GIVEN ENTRIES:
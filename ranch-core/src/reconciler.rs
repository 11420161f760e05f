//! The config reconciler: diffs a [`RanchConfig`] document against the live
//! registry and applies the minimal set of changes -- creating missing
//! static resources, tombstoning ones no longer declared, and upserting
//! DRLCs (which in turn drives [`crate::dynamic`]'s materialize/retire
//! pass).
//!
//! Grounded on the same desired-vs-actual diffing shape as
//! `crate::dynamic` -- the teacher's `cluster::assignment::plan_rebalance`
//! diffs a target partition assignment against the current table to emit
//! the minimal migration set; here the diff is between a declared config
//! document and the live registry instead. File watching itself lives in
//! the server crate; this module only knows how to apply an already-parsed
//! document.

use tracing::{info, warn};

use crate::config::RanchConfig;
use crate::error::RanchError;
use crate::model::{Drlc, Resource};
use crate::registry::Ranch;
use crate::storage::{ObjectKind, StoredObject};

/// Outcome of one reconciliation pass, for logging/metrics.
#[derive(Debug, Clone, Default, PartialEq, Eq)]
pub struct ReconcileReport {
    pub static_created: usize,
    pub static_tombstoned: usize,
    pub drlcs_upserted: usize,
    pub dynamic_created: usize,
    pub dynamic_retired: usize,
}

impl Ranch {
    /// Applies `config` to the registry. Validates every `DrlcSpec` before
    /// making any change -- a single invalid class rejects the whole pass
    /// and leaves the prior pool untouched; a rejected config document must
    /// never partially apply.
    pub fn reconcile(&self, config: &RanchConfig) -> Result<ReconcileReport, RanchError> {
        for drlc in &config.dynamic_resources {
            if drlc.min_count > drlc.max_count {
                return Err(RanchError::ConfigInvalid(format!(
                    "resource_type {}: min_count {} exceeds max_count {}",
                    drlc.resource_type, drlc.min_count, drlc.max_count
                )));
            }
        }

        let now = self.clock.now();
        let mut state = self.state.lock();
        let mut report = ReconcileReport::default();

        let declared_static: std::collections::BTreeSet<&str> =
            config.resources.iter().map(|r| r.name.as_str()).collect();
        let declared_dynamic_types: std::collections::BTreeSet<&str> = config
            .dynamic_resources
            .iter()
            .map(|d| d.resource_type.as_str())
            .collect();
        // Resources of any *currently recorded* dynamic class -- kept or about
        // to be removed -- are always handled by the resize/removal path below,
        // never by the static-orphan sweep.
        let existing_dynamic_types: std::collections::BTreeSet<String> =
            state.drlcs.keys().cloned().collect();

        for spec in &config.resources {
            if !state.resources.contains_key(&spec.name) {
                let resource =
                    Resource::new(&spec.name, &spec.resource_type, &spec.initial_state, now);
                match self
                    .storage
                    .create(StoredObject::Resource(resource.clone()))
                {
                    Ok(version) => {
                        let mut stored = resource;
                        stored.version = version;
                        state.resources.insert(stored.name.clone(), stored);
                        report.static_created += 1;
                    }
                    Err(err) => {
                        warn!(name = %spec.name, %err, "reconciler failed to create static resource")
                    }
                }
            }
        }

        // Tombstone statically-declared resources dropped from the config.
        // Resources belonging to a dynamic class are handled by resize below,
        // not here -- only resources with no declaring spec at all.
        let orphaned: Vec<String> = state
            .resources
            .values()
            .filter(|r| {
                !r.is_tombstoned()
                    && !declared_static.contains(r.name.as_str())
                    && !declared_dynamic_types.contains(r.resource_type.as_str())
                    && !existing_dynamic_types.contains(&r.resource_type)
            })
            .map(|r| r.name.clone())
            .collect();
        for name in orphaned {
            if self.tombstone_resource(&mut state, &name, now).is_ok() {
                report.static_tombstoned += 1;
            }
        }

        // Released tombstoned resources with no remaining owner are swept away
        // entirely -- the only point this crate ever deletes a resource outright
        // outside of dynamic-class shrink.
        let deletable: Vec<(String, crate::model::ObjectVersion)> = state
            .resources
            .values()
            .filter(|r| r.is_tombstoned() && r.owner.is_empty())
            .map(|r| (r.name.clone(), r.version))
            .collect();
        for (name, version) in deletable {
            if self
                .storage
                .delete(ObjectKind::Resource, &name, version)
                .is_ok()
            {
                state.resources.remove(&name);
            }
        }

        for spec in &config.dynamic_resources {
            let drlc = Drlc {
                resource_type: spec.resource_type.clone(),
                initial_state: spec.initial_state.clone(),
                min_count: spec.min_count,
                max_count: spec.max_count,
                lifespan: spec.lifespan,
                needs: spec.needs.clone(),
                config: spec.config.clone(),
                dirty_state: spec.dirty_state.clone(),
                version: 0,
            };
            self.upsert_drlc(&mut state, drlc.clone())?;
            report.drlcs_upserted += 1;

            let (created, retired) = self.resize_dynamic_class(&mut state, &drlc, now);
            report.dynamic_created += created;
            report.dynamic_retired += retired;
        }

        // DRLCs dropped from the config: shrink their class to zero so
        // resize_dynamic_class retires every member, then drop the DRLC record.
        let declared_types_owned: std::collections::BTreeSet<String> = declared_dynamic_types
            .iter()
            .map(|s| (*s).to_string())
            .collect();
        let removed_drlcs: Vec<Drlc> = state
            .drlcs
            .values()
            .filter(|d| !declared_types_owned.contains(&d.resource_type))
            .cloned()
            .collect();
        for mut drlc in removed_drlcs {
            drlc.min_count = 0;
            drlc.max_count = 0;
            let (_, retired) = self.resize_dynamic_class(&mut state, &drlc, now);
            report.dynamic_retired += retired;
            if self
                .storage
                .delete(ObjectKind::Drlc, &drlc.resource_type, drlc.version)
                .is_ok()
            {
                state.drlcs.remove(&drlc.resource_type);
            }
        }

        info!(
            static_created = report.static_created,
            static_tombstoned = report.static_tombstoned,
            drlcs_upserted = report.drlcs_upserted,
            dynamic_created = report.dynamic_created,
            dynamic_retired = report.dynamic_retired,
            "config reconciled"
        );
        Ok(report)
    }

    fn upsert_drlc(
        &self,
        state: &mut crate::registry::RanchState,
        drlc: Drlc,
    ) -> Result<(), RanchError> {
        match state.drlcs.get(&drlc.resource_type) {
            Some(existing) => {
                let mut next = drlc;
                match self
                    .storage
                    .update(StoredObject::Drlc(next.clone()), existing.version)
                {
                    Ok(version) => {
                        next.version = version;
                        state.drlcs.insert(next.resource_type.clone(), next);
                        Ok(())
                    }
                    Err(err) => Err(err.into()),
                }
            }
            None => match self.storage.create(StoredObject::Drlc(drlc.clone())) {
                Ok(version) => {
                    let mut stored = drlc;
                    stored.version = version;
                    state.drlcs.insert(stored.resource_type.clone(), stored);
                    Ok(())
                }
                Err(err) => Err(err.into()),
            },
        }
    }

    /// Bootstrap reconciliation at startup: identical to [`Self::reconcile`]
    /// but loads from storage first. The caller (the server crate's `main`)
    /// is expected to abort the process on `Err` -- a broker must never
    /// start serving traffic with a pool it failed to reconcile.
    pub fn bootstrap(&self, config: &RanchConfig) -> Result<ReconcileReport, RanchError> {
        self.reload_from_storage();
        self.reconcile(config)
    }
}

PROBLEM:
The material above needs to be copied out in full, exactly as given.

FINAL ANSWER:
filename ranch-core/src/reconciler.rs
repository 11420161f760e05f
//! The config reconciler: diffs a [`RanchConfig`] document against the live
//! registry and applies the minimal set of changes -- creating missing
//! static resources, tombstoning ones no longer declared, and upserting
//! DRLCs (which in turn drives [`crate::dynamic`]'s materialize/retire
//! pass).
//!
//! Grounded on the same desired-vs-actual diffing shape as
//! `crate::dynamic` -- the teacher's `cluster::assignment::plan_rebalance`
//! diffs a target partition assignment against the current table to emit
//! the minimal migration set; here the diff is between a declared config
//! document and the live registry instead. File watching itself lives in
//! the server crate; this module only knows how to apply an already-parsed
//! document.

use tracing::{info, warn};

use crate::config::RanchConfig;
use crate::error::RanchError;
use crate::model::{Drlc, Resource};
use crate::registry::Ranch;
use crate::storage::{ObjectKind, StoredObject};

/// Outcome of one reconciliation pass, for logging/metrics.
#[derive(Debug, Clone, Default, PartialEq, Eq)]
pub struct ReconcileReport {
    pub static_created: usize,
    pub static_tombstoned: usize,
    pub drlcs_upserted: usize,
    pub dynamic_created: usize,
    pub dynamic_retired: usize,
}

impl Ranch {
    /// Applies `config` to the registry. Validates every `DrlcSpec` before
    /// making any change -- a single invalid class rejects the whole pass
    /// and leaves the prior pool untouched; a rejected config document must
    /// never partially apply.
    pub fn reconcile(&self, config: &RanchConfig) -> Result<ReconcileReport, RanchError> {
        for drlc in &config.dynamic_resources {
            if drlc.min_count > drlc.max_count {
                return Err(RanchError::ConfigInvalid(format!(
                    "resource_type {}: min_count {} exceeds max_count {}",
                    drlc.resource_type, drlc.min_count, drlc.max_count
                )));
            }
        }

        let now = self.clock.now();
        let mut state = self.state.lock();
        let mut report = ReconcileReport::default();

        let declared_static: std::collections::BTreeSet<&str> =
            config.resources.iter().map(|r| r.name.as_str()).collect();
        let declared_dynamic_types: std::collections::BTreeSet<&str> = config
            .dynamic_resources
            .iter()
            .map(|d| d.resource_type.as_str())
            .collect();
        // Resources of any *currently recorded* dynamic class -- kept or about
        // to be removed -- are always handled by the resize/removal path below,
        // never by the static-orphan sweep.
        let existing_dynamic_types: std::collections::BTreeSet<String> =
            state.drlcs.keys().cloned().collect();

        for spec in &config.resources {
            if !state.resources.contains_key(&spec.name) {
                let resource =
                    Resource::new(&spec.name, &spec.resource_type, &spec.initial_state, now);
                match self
                    .storage
                    .create(StoredObject::Resource(resource.clone()))
                {
                    Ok(version) => {
                        let mut stored = resource;
                        stored.version = version;
                        state.resources.insert(stored.name.clone(), stored);
                        report.static_created += 1;
                    }
                    Err(err) => {
                        warn!(name = %spec.name, %err, "reconciler failed to create static resource")
                    }
                }
            }
        }

        // Tombstone statically-declared resources dropped from the config.
        // Resources belonging to a dynamic class are handled by resize below,
        // not here -- only resources with no declaring spec at all.
        let orphaned: Vec<String> = state
            .resources
            .values()
            .filter(|r| {
                !r.is_tombstoned()
                    && !declared_static.contains(r.name.as_str())
                    && !declared_dynamic_types.contains(r.resource_type.as_str())
                    && !existing_dynamic_types.contains(&r.resource_type)
            })
            .map(|r| r.name.clone())
            .collect();
        for name in orphaned {
            if self.tombstone_resource(&mut state, &name, now).is_ok() {
                report.static_tombstoned += 1;
            }
        }

        // Released tombstoned resources with no remaining owner are swept away
        // entirely -- the only point this crate ever deletes a resource outright
        // outside of dynamic-class shrink.
        let deletable: Vec<(String, crate::model::ObjectVersion)> = state
            .resources
            .values()
            .filter(|r| r.is_tombstoned() && r.owner.is_empty())
            .map(|r| (r.name.clone(), r.version))
            .collect();
        for (name, version) in deletable {
            if self
                .storage
                .delete(ObjectKind::Resource, &name, version)
                .is_ok()
            {
                state.resources.remove(&name);
            }
        }

        for spec in &config.dynamic_resources {
            let drlc = Drlc {
                resource_type: spec.resource_type.clone(),
                initial_state: spec.initial_state.clone(),
                min_count: spec.min_count,
                max_count: spec.max_count,
                lifespan: spec.lifespan,
                needs: spec.needs.clone(),
                config: spec.config.clone(),
                dirty_state: spec.dirty_state.clone(),
                version: 0,
            };
            self.upsert_drlc(&mut state, drlc.clone())?;
            report.drlcs_upserted += 1;

            let (created, retired) = self.resize_dynamic_class(&mut state, &drlc, now);
            report.dynamic_created += created;
            report.dynamic_retired += retired;
        }

        // DRLCs dropped from the config: shrink their class to zero so
        // resize_dynamic_class retires every member, then drop the DRLC record.
        let declared_types_owned: std::collections::BTreeSet<String> = declared_dynamic_types
            .iter()
            .map(|s| (*s).to_string())
            .collect();
        let removed_drlcs: Vec<Drlc> = state
            .drlcs
            .values()
            .filter(|d| !declared_types_owned.contains(&d.resource_type))
            .cloned()
            .collect();
        for mut drlc in removed_drlcs {
            drlc.min_count = 0;
            drlc.max_count = 0;
            let (_, retired) = self.resize_dynamic_class(&mut state, &drlc, now);
            report.dynamic_retired += retired;
            if self
                .storage
                .delete(ObjectKind::Drlc, &drlc.resource_type, drlc.version)
                .is_ok()
            {
                state.drlcs.remove(&drlc.resource_type);
            }
        }

        info!(
            static_created = report.static_created,
            static_tombstoned = report.static_tombstoned,
            drlcs_upserted = report.drlcs_upserted,
            dynamic_created = report.dynamic_created,
            dynamic_retired = report.dynamic_retired,
            "config reconciled"
        );
        Ok(report)
    }

    fn upsert_drlc(
        &self,
        state: &mut crate::registry::RanchState,
        drlc: Drlc,
    ) -> Result<(), RanchError> {
        match state.drlcs.get(&drlc.resource_type) {
            Some(existing) => {
                let mut next = drlc;
                match self
                    .storage
                    .update(StoredObject::Drlc(next.clone()), existing.version)
                {
                    Ok(version) => {
                        next.version = version;
                        state.drlcs.insert(next.resource_type.clone(), next);
                        Ok(())
                    }
                    Err(err) => Err(err.into()),
                }
            }
            None => match self.storage.create(StoredObject::Drlc(drlc.clone())) {
                Ok(version) => {
                    let mut stored = drlc;
                    stored.version = version;
                    state.drlcs.insert(stored.resource_type.clone(), stored);
                    Ok(())
                }
                Err(err) => Err(err.into()),
            },
        }
    }

    /// Bootstrap reconciliation at startup: identical to [`Self::reconcile`]
    /// but loads from storage first. The caller (the server crate's `main`)
    /// is expected to abort the process on `Err` -- a broker must never
    /// start serving traffic with a pool it failed to reconcile.
    pub fn bootstrap(&self, config: &RanchConfig) -> Result<ReconcileReport, RanchError> {
        self.reload_from_storage();
        self.reconcile(config)
    }
}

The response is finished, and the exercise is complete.